The new "Eastern Partnership" scheme, which EU member states must yet endorse, will offer "a step change in the EU's relations" with Armenia, Azerbaijan, Georgia, Moldova and Ukraine, plus Belarus, if it embraces democracy, the commission said. What the new partnership will not be, officials were swift to say, is a promise of eventual EU membership,
EU Commission chief Jose Manuel Barroso, unveiling the proposals at a Brussels press conference, admitted that the EU was seeking influence in the region but said Cold War-style "spheres of influence" were no longer valid. "We have said clearly that the Cold War is over. Where there is no Cold War there should be no spheres of influence," he said.
"I believe all countries have the right to decide what way they should go," he said.
"When we want to do more for this region it is not in the way of confrontation with anyone else," he said. "We are interested in influence, but in influence when it comes to promoting our values. This is soft power. We are interested in the promotion of democracy and open societies, respect for human rights, of press freedoms and independence."
Barroso said that the idea for closer ties with the region gained steam after Russia fought a short war in Georgia in August. "The Georgia crisis did cause our member states to think about whether or not we should do something more for this region of the world. It is not in Europe's interests to have crises on our doorstep of the Georgian kind."
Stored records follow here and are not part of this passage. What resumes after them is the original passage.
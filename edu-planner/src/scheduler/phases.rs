//! PBL phase allocation and per-phase activity / tool catalogs

use super::age_params::AgeParams;
use crate::text::contains_all;
use crate::types::{LearningPhase, TimeBlock};

/// Share of focus time per phase, in per-mille (sums to 1000)
pub const PHASE_RATIOS: [(LearningPhase, u32); 6] = [
    (LearningPhase::Introduction, 100),
    (LearningPhase::Exploration, 250),
    (LearningPhase::Development, 350),
    (LearningPhase::Synthesis, 200),
    (LearningPhase::Presentation, 80),
    (LearningPhase::Reflection, 20),
];

fn base_activities(phase: LearningPhase) -> &'static [&'static str] {
    match phase {
        LearningPhase::Introduction => &["主题导入和问题提出", "兴趣激发活动", "背景知识建构", "团队组建"],
        LearningPhase::Exploration => &["问题分析和拆解", "资料调研", "初步方案探讨", "可行性分析"],
        LearningPhase::Development => &["核心技能学习", "方案深化设计", "原型制作", "测试和改进"],
        LearningPhase::Synthesis => &["方案整合优化", "成果完善", "质量检验", "准备展示"],
        LearningPhase::Presentation => &["成果展示", "同伴评议", "专家点评", "经验分享"],
        LearningPhase::Reflection => &["学习反思", "过程总结", "改进建议", "未来规划"],
    }
}

fn base_tools(phase: LearningPhase) -> &'static [&'static str] {
    match phase {
        LearningPhase::Introduction => &["ChatGPT问答", "Claude文档整理"],
        LearningPhase::Exploration => &["研究助手AI", "信息整理工具"],
        LearningPhase::Development => &["3D建模AI", "代码生成助手", "创作AI工具"],
        LearningPhase::Synthesis => &["文档AI", "演示制作工具"],
        LearningPhase::Presentation => &["演示AI助手", "反馈收集工具"],
        LearningPhase::Reflection => &["反思AI导师", "学习分析工具"],
    }
}

/// Topic keywords (all must match) → extra development activities
static TOPIC_ACTIVITIES: &[(&[&str], &[&str])] = &[(
    &["月球", "装备"],
    &["月球环境研究", "装备3D建模", "AI动画制作", "虚实融合视频创作"],
)];

/// Skill tag → (phases, extra tool)
static SKILL_TOOLS: &[(&str, &[LearningPhase], &str)] = &[
    (
        "3d建模",
        &[LearningPhase::Development, LearningPhase::Synthesis],
        "Blender AI插件",
    ),
    ("ai动画", &[LearningPhase::Development], "Runway AI视频"),
];

pub fn activities(phase: LearningPhase, topic: &str) -> Vec<String> {
    let mut out: Vec<String> = base_activities(phase).iter().map(|s| s.to_string()).collect();
    if phase == LearningPhase::Development {
        for (keywords, extra) in TOPIC_ACTIVITIES {
            if contains_all(topic, keywords) {
                out.extend(extra.iter().map(|s| s.to_string()));
            }
        }
    }
    out
}

pub fn ai_tools(phase: LearningPhase, skills: &[String]) -> Vec<String> {
    let mut out: Vec<String> = base_tools(phase).iter().map(|s| s.to_string()).collect();
    for (skill, phases, tool) in SKILL_TOOLS {
        if phases.contains(&phase) && skills.iter().any(|s| s == skill) {
            out.push(tool.to_string());
        }
    }
    out
}

/// Split `focus_minutes_total` across the six phases, one block each
pub fn allocate(
    focus_minutes_total: u32,
    params: &AgeParams,
    topic: &str,
    skills: &[String],
) -> Vec<TimeBlock> {
    PHASE_RATIOS
        .iter()
        .map(|&(phase, permille)| {
            let duration = (u64::from(focus_minutes_total) * u64::from(permille) / 1000) as u32;
            TimeBlock {
                phase,
                day: None,
                duration_minutes: duration,
                optimal_duration_minutes: duration,
                description: format!("{} - {}专项", phase.label(), topic),
                activities: activities(phase, topic),
                ai_tools: ai_tools(phase, skills),
                break_after: duration > params.focus_minutes,
            }
        })
        .collect()
}
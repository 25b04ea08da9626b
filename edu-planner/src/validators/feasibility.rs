//! Feasibility (Optional)
//!
//! Not derivable from the course document alone; always passes at 0.7
//! with standing rollout advice.

use super::{Findings, QualityRule, RuleContext, RuleError, RuleKind};
use crate::types::ValidationResult;

const BASE_SCORE: f64 = 0.7;

const ROLLOUT_ADVICE: &[&str] = &[
    "建议在实施前进行小规模试点",
    "准备备选方案应对技术问题",
    "确保教师具备必要的技能支持",
];

pub struct Feasibility;

impl QualityRule for Feasibility {
    fn kind(&self) -> RuleKind {
        RuleKind::Feasibility
    }

    fn check(&self, _ctx: &RuleContext<'_>) -> Result<ValidationResult, RuleError> {
        let mut findings = Findings::starting_at(self.kind(), BASE_SCORE);
        for advice in ROLLOUT_ADVICE {
            findings.suggest(*advice);
        }
        Ok(findings.finish("课程具有良好的可实施性", "课程可实施性存在问题"))
    }
}
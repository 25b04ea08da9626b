//! Attention-span parameters by learner age

use crate::types::AgeRange;
use tracing::debug;

/// Timing parameters for one age bracket
#[derive(Debug, Clone, Copy, PartialEq)]
pub struct AgeParams {
    /// Sustained focus before a break is due
    pub focus_minutes: u32,
    /// Share of total time reserved for breaks
    pub break_ratio: f64,
    /// Longest sensible single session
    pub max_session_minutes: u32,
}

/// Used when no bracket intersects the requested range
pub const FALLBACK_PARAMS: AgeParams = AgeParams {
    focus_minutes: 30,
    break_ratio: 0.2,
    max_session_minutes: 150,
};

/// (min age, max age) → parameters
static AGE_BRACKETS: &[(u32, u32, AgeParams)] = &[
    (3, 6, AgeParams { focus_minutes: 15, break_ratio: 0.3, max_session_minutes: 90 }),
    (6, 12, AgeParams { focus_minutes: 25, break_ratio: 0.25, max_session_minutes: 120 }),
    (12, 15, AgeParams { focus_minutes: 35, break_ratio: 0.2, max_session_minutes: 180 }),
    (15, 18, AgeParams { focus_minutes: 45, break_ratio: 0.15, max_session_minutes: 240 }),
    (18, 25, AgeParams { focus_minutes: 60, break_ratio: 0.1, max_session_minutes: 300 }),
];

/// Average the parameters of every bracket the range intersects
///
/// A range intersects a bracket when the overlap has positive length; a
/// single-age range (min == max) intersects every bracket containing it.
pub fn resolve(range: AgeRange) -> AgeParams {
    let matched: Vec<&AgeParams> = AGE_BRACKETS
        .iter()
        .filter(|(lo, hi, _)| intersects(range, *lo, *hi))
        .map(|(_, _, params)| params)
        .collect();

    if matched.is_empty() {
        debug!(min = range.min, max = range.max, "No age bracket matched, using fallback");
        return FALLBACK_PARAMS;
    }

    let n = matched.len() as f64;
    let params = AgeParams {
        focus_minutes: mean_minutes(matched.iter().map(|p| p.focus_minutes), n),
        break_ratio: matched.iter().map(|p| p.break_ratio).sum::<f64>() / n,
        max_session_minutes: mean_minutes(matched.iter().map(|p| p.max_session_minutes), n),
    };
    debug!(
        min = range.min,
        max = range.max,
        brackets = matched.len(),
        focus_minutes = params.focus_minutes,
        break_ratio = params.break_ratio,
        "Resolved age parameters"
    );
    params
}

fn intersects(range: AgeRange, lo: u32, hi: u32) -> bool {
    if range.min >= range.max {
        return lo <= range.min && range.min <= hi;
    }
    range.max.min(hi) > range.min.max(lo)
}

fn mean_minutes(values: impl Iterator<Item = u32>, n: f64) -> u32 {
    let total: u64 = values.map(u64::from).sum();
    (total as f64 / n).round() as u32
}

#[cfg(test)]
mod tests {
    use super::*;

    #[test]
    fn test_single_bracket() {
        let params = resolve(AgeRange::new(8, 12));
        assert_eq!(params.focus_minutes, 25);
        assert_eq!(params.break_ratio, 0.25);
        assert_eq!(params.max_session_minutes, 120);
    }

    #[test]
    fn test_spanning_brackets_average() {
        let params = resolve(AgeRange::new(6, 15));
        assert_eq!(params.focus_minutes, 30);
        assert!((params.break_ratio - 0.225).abs() < 1e-9);
        assert_eq!(params.max_session_minutes, 150);
    }

    #[test]
    fn test_touching_boundary_does_not_intersect() {
        // (12,15) only touches (6,12) and (15,18) at a single point
        assert_eq!(resolve(AgeRange::new(12, 15)).focus_minutes, 35);
    }

    #[test]
    fn test_single_age_on_boundary_averages_both() {
        let params = resolve(AgeRange { min: 12, max: 12 });
        assert_eq!(params.focus_minutes, 30);
    }

    #[test]
    fn test_no_bracket_uses_fallback() {
        assert_eq!(resolve(AgeRange::new(30, 60)), FALLBACK_PARAMS);
        assert_eq!(resolve(AgeRange::new(0, 2)), FALLBACK_PARAMS);
    }
}
//! Fixed keyword and pattern tables used by the requirement parser
//!
//! All tables are immutable and built once on first use.

use crate::text::KeywordMatcher;
use crate::types::AgeGroup;
use crate::types::InstitutionType;
use once_cell::sync::Lazy;
use regex::Regex;

// ============================================================================
// Age
// ============================================================================

/// Age range assumed when the request says nothing usable
pub const DEFAULT_AGE_MIN: u32 = 10;
pub const DEFAULT_AGE_MAX: u32 = 15;

/// "8-12岁", "8到12岁", "8 ~ 12 years"
pub static AGE_RANGE_RE: Lazy<Regex> = Lazy::new(|| {
    Regex::new(r"(?i)(\d+)\s*(?:-|到|至|~|～)\s*(\d+)\s*(?:岁|years?)").expect("valid age range pattern")
});

/// "10岁", "10 years old"
pub static AGE_SINGLE_RE: Lazy<Regex> = Lazy::new(|| {
    Regex::new(r"(?i)(\d+)\s*(?:岁|years?\s+old)").expect("valid single age pattern")
});

/// School-stage keywords → (group, min, max), checked in order
pub static AGE_CATEGORIES: &[(&[&str], AgeGroup, u32, u32)] = &[
    (&["小学", "elementary", "primary school"], AgeGroup::Elementary, 6, 12),
    (&["中学", "初中", "middle school"], AgeGroup::MiddleSchool, 12, 15),
    (&["高中", "high school"], AgeGroup::HighSchool, 15, 18),
    (&["幼儿", "学前", "preschool", "kindergarten"], AgeGroup::EarlyChildhood, 3, 6),
];

// ============================================================================
// Time
// ============================================================================

pub const DEFAULT_CAMP_HOURS_PER_DAY: u32 = 6;
pub const DEFAULT_CAMP_DAYS: u32 = 3;
pub const DEFAULT_WEEKLY_HOURS: u32 = 4;
pub const DEFAULT_WEEKS: u32 = 4;
pub const SEMESTER_WEEKS: u32 = 18;
pub const SEMESTER_WEEKLY_HOURS: u32 = 2;
pub const WORKSHOP_HOURS: u32 = 6;

pub static CAMP_KEYWORDS: &[&str] = &["集训", "训练营", "夏令营", "冬令营", "camp"];
pub static SEMESTER_KEYWORDS: &[&str] = &["学期", "semester"];
pub static WORKSHOP_KEYWORDS: &[&str] = &["工作坊", "单次", "一次性", "workshop"];

/// "5天", "5 days"
pub static DAY_COUNT_RE: Lazy<Regex> =
    Lazy::new(|| Regex::new(r"(?i)(\d+)\s*(?:天|days?)").expect("valid day count pattern"));

/// "8周", "8 weeks"
pub static WEEK_COUNT_RE: Lazy<Regex> =
    Lazy::new(|| Regex::new(r"(?i)(\d+)\s*(?:周|weeks?)").expect("valid week count pattern"));

// ============================================================================
// Skills and AI tools
// ============================================================================

/// Canonical skill tag → surface synonyms
pub static SKILL_KEYWORDS: &[(&str, &[&str])] = &[
    ("3d建模", &["3D建模", "blender", "fusion360", "立体建模", "三维建模"]),
    ("3d打印", &["3D打印", "打印机", "3d printer", "立体打印"]),
    ("ai动画", &["AI动画", "ai视频", "虚实融合", "动画制作", "ai生成视频"]),
    ("创新思维", &["创新思维", "创造力", "想象力", "创意思维"]),
    ("ai协作", &["AI协作", "人机协作", "AI对话", "智能助手"]),
    ("科学探索", &["科学探索", "科学实验", "探索精神", "科学思维"]),
    ("问题解决", &["问题解决", "解决问题", "problem solving"]),
];

/// Canonical AI tool tag → surface synonyms
pub static AI_TOOL_KEYWORDS: &[(&str, &[&str])] = &[
    ("chatgpt", &["chatgpt", "gpt", "对话ai"]),
    ("claude", &["claude", "anthropic"]),
    ("midjourney", &["midjourney", "mj", "图像生成"]),
    ("stable_diffusion", &["stable diffusion", "sd", "ai绘图"]),
    ("runway", &["runway", "ai视频"]),
    ("blender_ai", &["blender", "3d建模ai"]),
];

pub static SKILL_MATCHER: Lazy<KeywordMatcher> = Lazy::new(|| KeywordMatcher::new(SKILL_KEYWORDS));
pub static AI_TOOL_MATCHER: Lazy<KeywordMatcher> =
    Lazy::new(|| KeywordMatcher::new(AI_TOOL_KEYWORDS));

pub static DEFAULT_SKILLS: &[&str] = &["问题解决", "创新思维", "协作沟通"];
pub static DEFAULT_AI_TOOLS: &[&str] = &["chatgpt", "claude"];

// ============================================================================
// Objectives and deliverables
// ============================================================================

pub static DEFAULT_OBJECTIVES: &[&str] = &["培养创新思维和实践能力", "掌握AI时代核心技能"];

/// Topic keywords (all must match) → implied deliverables
pub static TOPIC_DELIVERABLES: &[(&[&str], &[&str])] = &[(
    &["月球", "装备"],
    &["月球装备设计方案", "3D打印装备实物", "AI动画展示视频", "装备使用说明书"],
)];

pub static DEFAULT_DELIVERABLES: &[&str] = &["项目报告", "作品展示", "学习反思"];

// ============================================================================
// Constraints and environment
// ============================================================================

pub static DEFAULT_EQUIPMENT: &[&str] = &["计算机", "网络连接"];

/// Request keys that may carry the class size, in priority order
pub static CLASS_SIZE_KEYS: &[&str] = &["class_size", "participant_count", "students_count", "size"];

/// Request keys that may carry the deliverable list, in priority order
pub static DELIVERABLE_KEYS: &[&str] = &["final_deliverables", "deliverables", "outputs"];

/// Context keywords → institution type, checked in order
pub static INSTITUTION_KEYWORDS: &[(InstitutionType, &[&str])] = &[
    (InstitutionType::MakerSpace, &["创客", "maker"]),
    (InstitutionType::TraditionalSchool, &["学校", "中学", "小学", "高中", "school"]),
    (InstitutionType::TrainingCenter, &["培训", "训练营", "夏令营", "冬令营"]),
];

pub const DEFAULT_TEACHING_CONTEXT: &str = "项目制学习环境";
pub const DEFAULT_TOPIC: &str = "未指定主题";
pub const DEFAULT_AUDIENCE: &str = "未指定受众";

pub(crate) fn owned(items: &[&str]) -> Vec<String> {
    items.iter().map(|s| s.to_string()).collect()
}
The Eastern Partnership offers the prospect of "a substantial upgrading of the level of political engagement," including far-reaching integration into the EU economy, easier travel to the EU, enhanced energy security arrangements and increased financial assistance. EU External Relations Commissioner Benita Ferrero-Waldner said that a total of 600 million euros ($758 million) would be made available for the program up to 2013. It would be in addition to current financing to the six nations which are already part of the EU's "neighborhood program".
The initiative would also counterbalance the new Mediterranean union, launched in July by the French EU presidency. However, the Eastern Partnership will not offer the prospect of eventual EU membership, something which Tbilisi, and particularly Kiev, are hoping for.
As with NATO membership, European nations are divided on the question of offering up a place at the EU table. Britain, Sweden and eastern European EU members are in favor of expanding the EU eastwards, notably to bring those countries out of Russia's sphere of influence. Germany leads a group of western European nations opposed to such a move.
The European Commission, the EU's executive arm, is recommending a measured approach, proposing to negotiate an "association agreement" with each of the six eastern European nations. Ukraine, which Barroso said was in the vanguard of the region's rapprochement with the European Union, is already on the path to an association agreement.